Hypnotherapy for
dental phobia and fear of dentists
Hypnosis is a powerful method for helping you overcome a fear of dentists and dental phobia
Does the thought of visiting a dentist fill you with dread? Does the smell of the dental surgery make your heart race and you to break out in a sweat? Often the thought of an injection or the noise of a drill can make us panic. You are not alone; many people feel this way.
Often these fears and phobias stem from a direct negative experience usually involving pain and fear, experienced in childhood. Sometimes this response is learned from parents and carers who were fearful and anxious. Children are great imitators, it’s how they learn, but sometimes the behaviours they imitate and learn isn’t the most appropriate for them.

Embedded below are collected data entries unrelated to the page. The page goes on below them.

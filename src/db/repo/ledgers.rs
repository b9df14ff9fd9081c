//! Ledger aggregate persistence.
//!
//! The whole aggregate (counters row plus distribution child rows) is
//! written in one transaction. The counters row carries a version column;
//! saves compare-and-swap on it so a stale writer gets a conflict instead of
//! silently overwriting fresher state.

use sqlx::Row;

use super::{parse_decimal_column, Repository, StoreError};
use crate::domain::{Distribution, Pool, PositionId, Symbol};
use crate::engine::LiquidityLedger;

impl Repository {
    /// Load the ledger for a pool, or `None` if it was never persisted.
    ///
    /// # Errors
    /// Returns an error if the query fails.
    pub async fn load_ledger(&self, pool: Pool) -> Result<Option<LiquidityLedger>, sqlx::Error> {
        let row = sqlx::query(
            r#"
            SELECT initial_liquidity, total_liquidity, available_liquidity,
                   distributed_liquidity, realized_profit_loss, total_profit_loss,
                   total_profit_loss_pct, version
            FROM ledgers
            WHERE pool = ?
            "#,
        )
        .bind(pool.as_str())
        .fetch_optional(self.db())
        .await?;

        let Some(row) = row else {
            return Ok(None);
        };

        let mut ledger = LiquidityLedger::empty(pool);
        ledger.initial_liquidity =
            parse_decimal_column(&row.get::<String, _>("initial_liquidity"), "initial_liquidity");
        ledger.total_liquidity =
            parse_decimal_column(&row.get::<String, _>("total_liquidity"), "total_liquidity");
        ledger.available_liquidity = parse_decimal_column(
            &row.get::<String, _>("available_liquidity"),
            "available_liquidity",
        );
        ledger.distributed_liquidity = parse_decimal_column(
            &row.get::<String, _>("distributed_liquidity"),
            "distributed_liquidity",
        );
        ledger.realized_profit_loss = parse_decimal_column(
            &row.get::<String, _>("realized_profit_loss"),
            "realized_profit_loss",
        );
        ledger.total_profit_loss = parse_decimal_column(
            &row.get::<String, _>("total_profit_loss"),
            "total_profit_loss",
        );
        ledger.total_profit_loss_percentage = parse_decimal_column(
            &row.get::<String, _>("total_profit_loss_pct"),
            "total_profit_loss_pct",
        );
        ledger.version = row.get("version");
        ledger.distributions = self.load_distributions(pool).await?;

        Ok(Some(ledger))
    }

    async fn load_distributions(&self, pool: Pool) -> Result<Vec<Distribution>, sqlx::Error> {
        let rows = sqlx::query(
            r#"
            SELECT position_id, symbol, allocated_amount, entry_price, current_price,
                   shares, sold_shares, realized_profit_loss, profit_loss,
                   profit_loss_pct, is_active
            FROM distributions
            WHERE pool = ?
            ORDER BY position_id ASC
            "#,
        )
        .bind(pool.as_str())
        .fetch_all(self.db())
        .await?;

        let distributions = rows
            .iter()
            .map(|row| Distribution {
                position_id: PositionId::new(row.get("position_id")),
                symbol: Symbol::new(row.get("symbol")),
                allocated_amount: parse_decimal_column(
                    &row.get::<String, _>("allocated_amount"),
                    "allocated_amount",
                ),
                entry_price: parse_decimal_column(
                    &row.get::<String, _>("entry_price"),
                    "entry_price",
                ),
                current_price: parse_decimal_column(
                    &row.get::<String, _>("current_price"),
                    "current_price",
                ),
                shares: parse_decimal_column(&row.get::<String, _>("shares"), "shares"),
                sold_shares: parse_decimal_column(
                    &row.get::<String, _>("sold_shares"),
                    "sold_shares",
                ),
                realized_profit_loss: parse_decimal_column(
                    &row.get::<String, _>("realized_profit_loss"),
                    "realized_profit_loss",
                ),
                profit_loss: parse_decimal_column(
                    &row.get::<String, _>("profit_loss"),
                    "profit_loss",
                ),
                profit_loss_percentage: parse_decimal_column(
                    &row.get::<String, _>("profit_loss_pct"),
                    "profit_loss_pct",
                ),
                is_active: row.get::<i64, _>("is_active") != 0,
            })
            .collect();

        Ok(distributions)
    }

    /// Persist the whole aggregate atomically and return the new version.
    ///
    /// A ledger with version 0 has never been stored and takes the insert
    /// path. Any version mismatch on the counters row means another writer
    /// got there first.
    ///
    /// # Errors
    /// `StoreError::StaleWrite` on a version conflict, `StoreError::Db` on
    /// infrastructure failure.
    pub async fn save_ledger(&self, ledger: &LiquidityLedger) -> Result<i64, StoreError> {
        let new_version = ledger.version + 1;
        let now_ms = chrono::Utc::now().timestamp_millis();
        let mut tx = self.db().begin().await?;

        let result = if ledger.version == 0 {
            sqlx::query(
                r#"
                INSERT INTO ledgers (
                    pool, initial_liquidity, total_liquidity, available_liquidity,
                    distributed_liquidity, realized_profit_loss, total_profit_loss,
                    total_profit_loss_pct, version, updated_at
                ) VALUES (?, ?, ?, ?, ?, ?, ?, ?, ?, ?)
                ON CONFLICT(pool) DO NOTHING
                "#,
            )
            .bind(ledger.pool.as_str())
            .bind(ledger.initial_liquidity.to_canonical_string())
            .bind(ledger.total_liquidity.to_canonical_string())
            .bind(ledger.available_liquidity.to_canonical_string())
            .bind(ledger.distributed_liquidity.to_canonical_string())
            .bind(ledger.realized_profit_loss.to_canonical_string())
            .bind(ledger.total_profit_loss.to_canonical_string())
            .bind(ledger.total_profit_loss_percentage.to_canonical_string())
            .bind(new_version)
            .bind(now_ms)
            .execute(&mut *tx)
            .await?
        } else {
            sqlx::query(
                r#"
                UPDATE ledgers SET
                    initial_liquidity = ?, total_liquidity = ?, available_liquidity = ?,
                    distributed_liquidity = ?, realized_profit_loss = ?,
                    total_profit_loss = ?, total_profit_loss_pct = ?,
                    version = ?, updated_at = ?
                WHERE pool = ? AND version = ?
                "#,
            )
            .bind(ledger.initial_liquidity.to_canonical_string())
            .bind(ledger.total_liquidity.to_canonical_string())
            .bind(ledger.available_liquidity.to_canonical_string())
            .bind(ledger.distributed_liquidity.to_canonical_string())
            .bind(ledger.realized_profit_loss.to_canonical_string())
            .bind(ledger.total_profit_loss.to_canonical_string())
            .bind(ledger.total_profit_loss_percentage.to_canonical_string())
            .bind(new_version)
            .bind(now_ms)
            .bind(ledger.pool.as_str())
            .bind(ledger.version)
            .execute(&mut *tx)
            .await?
        };

        if result.rows_affected() == 0 {
            return Err(StoreError::StaleWrite(ledger.pool));
        }

        sqlx::query("DELETE FROM distributions WHERE pool = ?")
            .bind(ledger.pool.as_str())
            .execute(&mut *tx)
            .await?;

        for dist in &ledger.distributions {
            sqlx::query(
                r#"
                INSERT INTO distributions (
                    pool, position_id, symbol, allocated_amount, entry_price,
                    current_price, shares, sold_shares, realized_profit_loss,
                    profit_loss, profit_loss_pct, is_active
                ) VALUES (?, ?, ?, ?, ?, ?, ?, ?, ?, ?, ?, ?)
                "#,
            )
            .bind(ledger.pool.as_str())
            .bind(dist.position_id.as_str())
            .bind(dist.symbol.as_str())
            .bind(dist.allocated_amount.to_canonical_string())
            .bind(dist.entry_price.to_canonical_string())
            .bind(dist.current_price.to_canonical_string())
            .bind(dist.shares.to_canonical_string())
            .bind(dist.sold_shares.to_canonical_string())
            .bind(dist.realized_profit_loss.to_canonical_string())
            .bind(dist.profit_loss.to_canonical_string())
            .bind(dist.profit_loss_percentage.to_canonical_string())
            .bind(dist.is_active as i64)
            .execute(&mut *tx)
            .await?;
        }

        tx.commit().await?;
        Ok(new_version)
    }
}

#[cfg(test)]
mod tests {
    use super::*;
    use crate::db::init_db;
    use crate::domain::Decimal;
    use tempfile::TempDir;

    fn dec(s: &str) -> Decimal {
        Decimal::from_str_canonical(s).unwrap()
    }

    async fn test_repo() -> (Repository, TempDir) {
        let temp_dir = TempDir::new().unwrap();
        let db_path = temp_dir
            .path()
            .join("test.db")
            .to_string_lossy()
            .to_string();
        let pool = init_db(&db_path).await.expect("init_db failed");
        (Repository::new(pool), temp_dir)
    }

    fn sample_ledger() -> LiquidityLedger {
        let mut ledger = LiquidityLedger::empty(Pool::Swing);
        ledger.fund(dec("1000")).unwrap();
        ledger
            .allocate(
                PositionId::new("pos-1".to_string()),
                Symbol::new("AAPL".to_string()),
                dec("10"),
                dec("10"),
            )
            .unwrap();
        ledger
            .revalue(&PositionId::new("pos-1".to_string()), dec("12.5"))
            .unwrap();
        ledger
    }

    #[tokio::test]
    async fn test_load_missing_ledger_is_none() {
        let (repo, _tmp) = test_repo().await;
        assert!(repo.load_ledger(Pool::Swing).await.unwrap().is_none());
    }

    #[tokio::test]
    async fn test_save_load_roundtrip() {
        let (repo, _tmp) = test_repo().await;
        let mut ledger = sample_ledger();

        let version = repo.save_ledger(&ledger).await.unwrap();
        assert_eq!(version, 1);
        ledger.version = version;

        let loaded = repo.load_ledger(Pool::Swing).await.unwrap().unwrap();
        assert_eq!(loaded, ledger);
    }

    #[tokio::test]
    async fn test_save_bumps_version() {
        let (repo, _tmp) = test_repo().await;
        let mut ledger = sample_ledger();

        ledger.version = repo.save_ledger(&ledger).await.unwrap();
        ledger.fund(dec("2000")).unwrap();
        let version = repo.save_ledger(&ledger).await.unwrap();
        assert_eq!(version, 2);
    }

    #[tokio::test]
    async fn test_stale_write_rejected() {
        let (repo, _tmp) = test_repo().await;
        let mut first = sample_ledger();
        first.version = repo.save_ledger(&first).await.unwrap();

        // A second writer loaded the same version and saved first.
        let mut second = repo.load_ledger(Pool::Swing).await.unwrap().unwrap();
        second.fund(dec("3000")).unwrap();
        repo.save_ledger(&second).await.unwrap();

        let err = repo.save_ledger(&first).await.unwrap_err();
        assert!(matches!(err, StoreError::StaleWrite(Pool::Swing)));

        // The second writer's state won.
        let loaded = repo.load_ledger(Pool::Swing).await.unwrap().unwrap();
        assert_eq!(loaded.initial_liquidity, dec("3000"));
    }

    #[tokio::test]
    async fn test_stale_insert_rejected() {
        let (repo, _tmp) = test_repo().await;
        let ledger = sample_ledger();
        repo.save_ledger(&ledger).await.unwrap();

        // A fresh (version 0) aggregate for the same pool must not clobber.
        let err = repo.save_ledger(&sample_ledger()).await.unwrap_err();
        assert!(matches!(err, StoreError::StaleWrite(Pool::Swing)));
    }

    #[tokio::test]
    async fn test_removed_distributions_are_deleted() {
        let (repo, _tmp) = test_repo().await;
        let mut ledger = sample_ledger();
        ledger.version = repo.save_ledger(&ledger).await.unwrap();

        ledger
            .remove(&PositionId::new("pos-1".to_string()))
            .unwrap();
        ledger.version = repo.save_ledger(&ledger).await.unwrap();

        let loaded = repo.load_ledger(Pool::Swing).await.unwrap().unwrap();
        assert!(loaded.distributions.is_empty());
    }
}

How can hypnotherapy help you overcome a fear of dentists and dental phobia?
Using hypnotherapy, we find and release the emotions which originally caused or created the problem. We explain to the mind that the programme it is currently running is no longer relevant for you and ask it for more appropriate responses. With the release of these old bottled up emotions and the choice of different responses, the phobia and anxiety disappear.
Hypnosis was first documented as being used in dentistry in 1829. By the turn of the 20th century, hypnosis in dentistry was considered the primary method of helping patients with fears, anxieties and phobias by using relaxation sedation. While pharmacological sedation gives a temporary respite for a procedure, it needs to be carried out every time a patient needs something done. Hypnosis is long lasting as it works on the root cause of the patient’s anxiety, fear and phobia, helping the patient ‘unlearn’ a conditioned response and be free from the hold it has over them. Various techniques can be taught, thereby giving the patient control over their minds rather than their thoughts and minds controlling them. Instead of allowing pain, anxiety or other unhelpful states run the show, hypnosis helps people to exert more control over their thoughts and perceptions.